Dataset entries:
// Error types surfaced by the REST client and the workflow.
//
// The service answers failures with several body shapes: OData verbose JSON
// from the REST API, OAuth-style JSON from the token endpoint, and XML from
// both the OData layer and blob storage. `ServiceError::parse` turns any of
// them into a single readable message.

use regex::Regex;
use reqwest::StatusCode;
use serde::Deserialize;
use std::sync::OnceLock;
use thiserror::Error;

use crate::api::{AssetCreationOptions, JobState};

/// Failure reported by the remote service.
#[derive(Debug, Error, Clone, PartialEq)]
#[error("{message} (HTTP {status}{})", .code.as_deref().map(|c| format!(", code {}", c)).unwrap_or_default())]
pub struct ServiceError {
    pub status: u16,
    pub code: Option<String>,
    pub message: String,
}

/// Failures detected by the workflow itself rather than the transport.
#[derive(Debug, Error, Clone, PartialEq)]
pub enum WorkflowError {
    #[error("Job {job_id} did not finish successfully: final state {state}")]
    JobFailed { job_id: String, state: JobState },
    #[error("Expected {expected} output asset(s) from the job but found {found}")]
    UnexpectedOutput { expected: usize, found: usize },
    #[error("{0} is not a file")]
    NotAFile(String),
    #[error("Uploading with asset options {0} is not supported; only the encoded output can be encrypted")]
    UnsupportedUploadOptions(AssetCreationOptions),
}

#[derive(Deserialize)]
struct ODataErrorBody {
    error: ODataError,
}

#[derive(Deserialize)]
struct ODataError {
    code: Option<String>,
    message: ODataMessage,
}

#[derive(Deserialize)]
#[serde(untagged)]
enum ODataMessage {
    Localized { value: String },
    Plain(String),
}

#[derive(Deserialize)]
struct TokenErrorBody {
    error: String,
    error_description: Option<String>,
}

fn xml_element(name: &str) -> &'static Regex {
    static MESSAGE: OnceLock<Regex> = OnceLock::new();
    static CODE: OnceLock<Regex> = OnceLock::new();
    let cell = if name == "message" { &MESSAGE } else { &CODE };
    cell.get_or_init(|| {
        let pattern = format!(r"(?is)<(?:\w+:)?{0}\b[^>]*>(.*?)</(?:\w+:)?{0}>", name);
        Regex::new(&pattern).expect("static regex")
    })
}

fn xml_text(body: &str, name: &str) -> Option<String> {
    let raw = xml_element(name).captures(body)?.get(1)?.as_str().trim();
    if raw.is_empty() {
        return None;
    }
    Some(
        raw.replace("&lt;", "<")
            .replace("&gt;", ">")
            .replace("&quot;", "\"")
            .replace("&apos;", "'")
            .replace("&amp;", "&"),
    )
}

impl ServiceError {
    /// Build an error from a non-success response body.
    pub fn parse(status: StatusCode, body: &str) -> Self {
        let status_code = status.as_u16();
        let trimmed = body.trim();

        if let Ok(odata) = serde_json::from_str::<ODataErrorBody>(trimmed) {
            let message = match odata.error.message {
                ODataMessage::Localized { value } => value,
                ODataMessage::Plain(value) => value,
            };
            return ServiceError { status: status_code, code: odata.error.code.filter(|c| !c.is_empty()), message };
        }

        if let Ok(token) = serde_json::from_str::<TokenErrorBody>(trimmed) {
            return ServiceError {
                status: status_code,
                message: token.error_description.unwrap_or_else(|| token.error.clone()),
                code: Some(token.error),
            };
        }

        if trimmed.starts_with('<') {
            if let Some(message) = xml_text(trimmed, "message") {
                return ServiceError { status: status_code, code: xml_text(trimmed, "code"), message };
            }
        }

        let message = if trimmed.is_empty() {
            status.canonical_reason().unwrap_or("Unknown error").to_string()
        } else {
            trimmed.to_string()
        };
        ServiceError { status: status_code, code: None, message }
    }
}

### Exercise objective
Go over the data and return every line that includes the word "pattern".

### Response
        let pattern = format!(r"(?is)<(?:\w+:)?{0}\b[^>]*>(.*?)</(?:\w+:)?{0}>", name);
        Regex::new(&pattern).expect("static regex")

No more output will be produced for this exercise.